But what if the recipe isn’t for chocolate? What if you’re looking for the recipe to a strong marriage, a healthy family, a vibrant Christian life? What if the recipe is for a God-glorifying, Christ-centered Church? What’s the key ingredient in these? Well, today we look at 1 Corinthians 13, the famous chapter of the Bible you’ve probably heard at a wedding, or seen stenciled on a wall, or maybe even tattooed onto someone’s skin. This chapter is all about love. But it isn’t some fuzzy feeling or undefined emotion. The love Paul speaks of is agape love, the active, selfless love which God first showed to us. The Holy Spirit who inspired these words wants us to focus on God’s love and in turn act in love to others. Because no matter what station of life you’re in, whether on earth or in heaven, love is the key ingredient.

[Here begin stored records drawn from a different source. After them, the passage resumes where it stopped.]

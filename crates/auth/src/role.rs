//! Member roles

use serde::{Deserialize, Serialize};
use std::fmt;
use std::str::FromStr;

/// Role of a user inside one organization.
///
/// Variants are declared from least to most privileged so the derived
/// ordering is the privilege ordering.
#[derive(Debug, Clone, Copy, PartialEq, Eq, PartialOrd, Ord, Hash, Serialize, Deserialize)]
#[serde(rename_all = "lowercase")]
pub enum Role {
    /// Read-only access
    Viewer,
    /// Can edit budget data
    Manager,
    /// Can manage the organization and its members
    Admin,
}

impl Role {
    /// Whether this role grants the permissions of `required`
    pub fn allows(self, required: Role) -> bool {
        self >= required
    }

    pub fn as_str(&self) -> &'static str {
        match self {
            Role::Viewer => "viewer",
            Role::Manager => "manager",
            Role::Admin => "admin",
        }
    }
}

impl fmt::Display for Role {
    fn fmt(&self, f: &mut fmt::Formatter<'_>) -> fmt::Result {
        f.write_str(self.as_str())
    }
}

impl FromStr for Role {
    type Err = String;

    fn from_str(s: &str) -> Result<Self, Self::Err> {
        match s.trim().to_ascii_lowercase().as_str() {
            "viewer" => Ok(Role::Viewer),
            "manager" => Ok(Role::Manager),
            "admin" => Ok(Role::Admin),
            other => Err(format!("unknown role '{}'", other)),
        }
    }
}

#[cfg(test)]
mod tests {
    use super::*;

    #[test]
    fn test_ordering() {
        assert!(Role::Admin > Role::Manager);
        assert!(Role::Manager > Role::Viewer);
        assert!(Role::Admin.allows(Role::Viewer));
        assert!(!Role::Viewer.allows(Role::Admin));
    }

    #[test]
    fn test_parse() {
        assert_eq!("Admin".parse::<Role>(), Ok(Role::Admin));
        assert_eq!(" viewer ".parse::<Role>(), Ok(Role::Viewer));
        assert!("owner".parse::<Role>().is_err());
    }

    #[test]
    fn test_display_roundtrips_through_parse() {
        for role in [Role::Viewer, Role::Manager, Role::Admin] {
            assert_eq!(role.to_string().parse::<Role>(), Ok(role));
        }
    }
}
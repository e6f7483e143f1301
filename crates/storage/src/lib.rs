//! Storage Layer
//!
//! Organization-scoped persistence with repository pattern. Every scoped
//! record is only visible to callers of its own organization.

mod models;
mod repository;

pub use models::{
    AnnualBudget, AuditAction, AuditEntry, BudgetDomain, BudgetLine, BudgetLineTotals,
    BudgetType, Comment, Contract, ExpenseKind, Invitation, Invoice, InvoiceStatus, Membership,
    Organization, Pole, PoleAllocation, Scoped, Service, User, YearlyBudget,
};
pub use repository::{HasTable, Repository};

use thiserror::Error;
use uuid::Uuid;

/// Storage errors
#[derive(Debug, Clone, PartialEq, Error)]
pub enum StorageError {
    #[error("Database error: {0}")]
    DatabaseError(String),

    #[error("{kind} {id} not found")]
    NotFound { kind: &'static str, id: Uuid },

    /// A uniqueness or integrity rule would be broken
    #[error("{field}: {message}")]
    Conflict { field: &'static str, message: String },

    /// A field references a record that does not exist in the organization
    #[error("{field}: unknown {kind} {id}")]
    InvalidReference {
        field: &'static str,
        kind: &'static str,
        id: Uuid,
    },
}

impl StorageError {
    pub fn conflict(field: &'static str, message: impl Into<String>) -> Self {
        StorageError::Conflict {
            field,
            message: message.into(),
        }
    }
}
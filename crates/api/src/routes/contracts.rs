//! Contract Routes

use axum::{
    extract::{Path, Query, State},
    http::StatusCode,
    Json,
};
use auth::Role;
use chrono::{NaiveDate, Utc};
use data_validator::{normalizer, Normalize, Validate, ValidationErrors, ValidationResult, Validator};
use serde::Deserialize;
use storage::{AuditAction, BudgetLine, Contract, Invoice};
use uuid::Uuid;

use super::{audit, checked, nullable};
use crate::error::ApiError;
use crate::extract::{AuthContext, Payload};
use crate::{AppState, SharedState};

#[derive(Debug, Deserialize)]
pub struct ContractRequest {
    #[serde(default)]
    pub budget_line_id: Option<Uuid>,
    pub name: String,
    pub supplier: String,
    pub amount: f64,
    pub start_date: NaiveDate,
    pub end_date: NaiveDate,
}

impl Normalize for ContractRequest {
    fn normalize(self) -> Self {
        Self {
            name: normalizer::name(&self.name),
            supplier: normalizer::name(&self.supplier),
            ..self
        }
    }
}

impl Validate for ContractRequest {
    fn validate(&self, validator: &Validator) -> Result<(), ValidationErrors> {
        let mut result = ValidationResult::new();
        result
            .check(validator.validate_name("name", &self.name))
            .check(validator.validate_name("supplier", &self.supplier))
            .check(validator.validate_amount("amount", self.amount))
            .check(validator.validate_period("start_date", self.start_date, "end_date", self.end_date));
        result.into_result()
    }
}

#[derive(Debug, Default, Deserialize)]
pub struct ContractPatch {
    #[serde(default, deserialize_with = "nullable")]
    pub budget_line_id: Option<Option<Uuid>>,
    pub name: Option<String>,
    pub supplier: Option<String>,
    pub amount: Option<f64>,
    pub start_date: Option<NaiveDate>,
    pub end_date: Option<NaiveDate>,
}

impl ContractPatch {
    fn apply(self, contract: &Contract) -> ContractRequest {
        ContractRequest {
            budget_line_id: self.budget_line_id.unwrap_or(contract.budget_line_id),
            name: self.name.unwrap_or_else(|| contract.name.clone()),
            supplier: self.supplier.unwrap_or_else(|| contract.supplier.clone()),
            amount: self.amount.unwrap_or(contract.amount),
            start_date: self.start_date.unwrap_or(contract.start_date),
            end_date: self.end_date.unwrap_or(contract.end_date),
        }
    }
}

#[derive(Debug, Default, Deserialize)]
pub struct ContractQuery {
    pub budget_line_id: Option<Uuid>,
}

fn check_references(state: &AppState, organization_id: Uuid, body: &ContractRequest) -> Result<(), ApiError> {
    if let Some(id) = body.budget_line_id {
        state
            .repository
            .ensure_exists::<BudgetLine>(organization_id, "budget_line_id", id)?;
    }
    Ok(())
}

fn store(state: &AppState, ctx: &AuthContext, id: Uuid, body: ContractRequest) -> Result<Contract, ApiError> {
    check_references(state, ctx.organization_id, &body)?;

    let contract = state.repository.update(ctx.organization_id, id, |c: &mut Contract| {
        c.budget_line_id = body.budget_line_id;
        c.name = body.name;
        c.supplier = body.supplier;
        c.amount = body.amount;
        c.start_date = body.start_date;
        c.end_date = body.end_date;
    })?;
    audit(state, ctx, AuditAction::Update, &contract, format!("updated contract {}", contract.name));
    Ok(contract)
}

pub async fn list(
    State(state): State<SharedState>,
    ctx: AuthContext,
    Query(query): Query<ContractQuery>,
) -> Result<Json<Vec<Contract>>, ApiError> {
    let state = state.read().await;
    let contracts = state.repository.find(ctx.organization_id, |c: &Contract| {
        query.budget_line_id.map_or(true, |id| c.budget_line_id == Some(id))
    })?;
    Ok(Json(contracts))
}

pub async fn get(
    State(state): State<SharedState>,
    ctx: AuthContext,
    Path(id): Path<Uuid>,
) -> Result<Json<Contract>, ApiError> {
    let state = state.read().await;
    Ok(Json(state.repository.get::<Contract>(ctx.organization_id, id)?))
}

pub async fn create(
    State(state): State<SharedState>,
    ctx: AuthContext,
    Payload(body): Payload<ContractRequest>,
) -> Result<(StatusCode, Json<Contract>), ApiError> {
    ctx.require(Role::Manager)?;
    let state = state.read().await;
    let body = checked(&state.validator, body)?;
    check_references(&state, ctx.organization_id, &body)?;

    let contract = state.repository.insert(Contract {
        id: Uuid::new_v4(),
        organization_id: ctx.organization_id,
        budget_line_id: body.budget_line_id,
        name: body.name,
        supplier: body.supplier,
        amount: body.amount,
        start_date: body.start_date,
        end_date: body.end_date,
        created_at: Utc::now(),
    })?;
    audit(
        &state,
        &ctx,
        AuditAction::Create,
        &contract,
        format!("created contract {} ending {}", contract.name, contract.end_date),
    );

    Ok((StatusCode::CREATED, Json(contract)))
}

pub async fn replace(
    State(state): State<SharedState>,
    ctx: AuthContext,
    Path(id): Path<Uuid>,
    Payload(body): Payload<ContractRequest>,
) -> Result<Json<Contract>, ApiError> {
    ctx.require(Role::Manager)?;
    let state = state.read().await;
    let body = checked(&state.validator, body)?;
    Ok(Json(store(&state, &ctx, id, body)?))
}

pub async fn patch(
    State(state): State<SharedState>,
    ctx: AuthContext,
    Path(id): Path<Uuid>,
    Payload(body): Payload<ContractPatch>,
) -> Result<Json<Contract>, ApiError> {
    ctx.require(Role::Manager)?;
    let state = state.read().await;

    let current = state.repository.get::<Contract>(ctx.organization_id, id)?;
    let body = checked(&state.validator, body.apply(&current))?;
    Ok(Json(store(&state, &ctx, id, body)?))
}

/// Delete a contract that no invoice references
pub async fn remove(
    State(state): State<SharedState>,
    ctx: AuthContext,
    Path(id): Path<Uuid>,
) -> Result<StatusCode, ApiError> {
    ctx.require(Role::Manager)?;
    let state = state.read().await;

    let invoiced = state.repository.find(ctx.organization_id, |i: &Invoice| {
        i.contract_id == Some(id)
    })?;
    if !invoiced.is_empty() {
        return Err(ApiError::validation("contract_id", "contract has invoices"));
    }

    let contract = state.repository.delete::<Contract>(ctx.organization_id, id)?;
    audit(&state, &ctx, AuditAction::Delete, &contract, format!("deleted contract {}", contract.name));

    Ok(StatusCode::NO_CONTENT)
}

Listen to how beautifully Paul makes the case for love: If I speak in the tongues of men and of angels but do not have love, I have become a noisy gong or a clanging cymbal. What an incredible explanation of the supremacy of love. Paul says it doesn’t matter how beautiful your words are, even if you could speak like an angel, without love you sound like a noisy gong or a clanging cymbal. I think we’ve all experienced the truth of his words. When someone has failed to love you in their actions, the content of their words might be beautiful and complimentary, but because it isn’t backed up by love all you hear is noise. Beautiful words are drowned out by the clanging cymbal left in love’s absence. Paul then goes on to apply this with more examples: If I have the gift of prophecy and know all the mysteries and have all knowledge, and if I have all faith, so as to move mountains, but do not have love, I am nothing. This is incredible: Even if you are a learned theologian who can expound every doctrine of the Scriptures, even if you have great knowledge of the Bible and a trust in God so strong it could move a mountain, Paul says, even if you are a giant of faith, without love, you are nothing. And finally, he culminates saying: If I give away everything I own, and if I give up my body that I may be burned but do not have love, I gain nothing. Even a martyr’s death, without love, gains nothing. Heaven itself will be taken away from someone if they have no love, no matter how pious they look or sound. Just like no matter how good chocolate looks, no matter how skilled the baker is, without sugar it will not taste good. Love is the key ingredient!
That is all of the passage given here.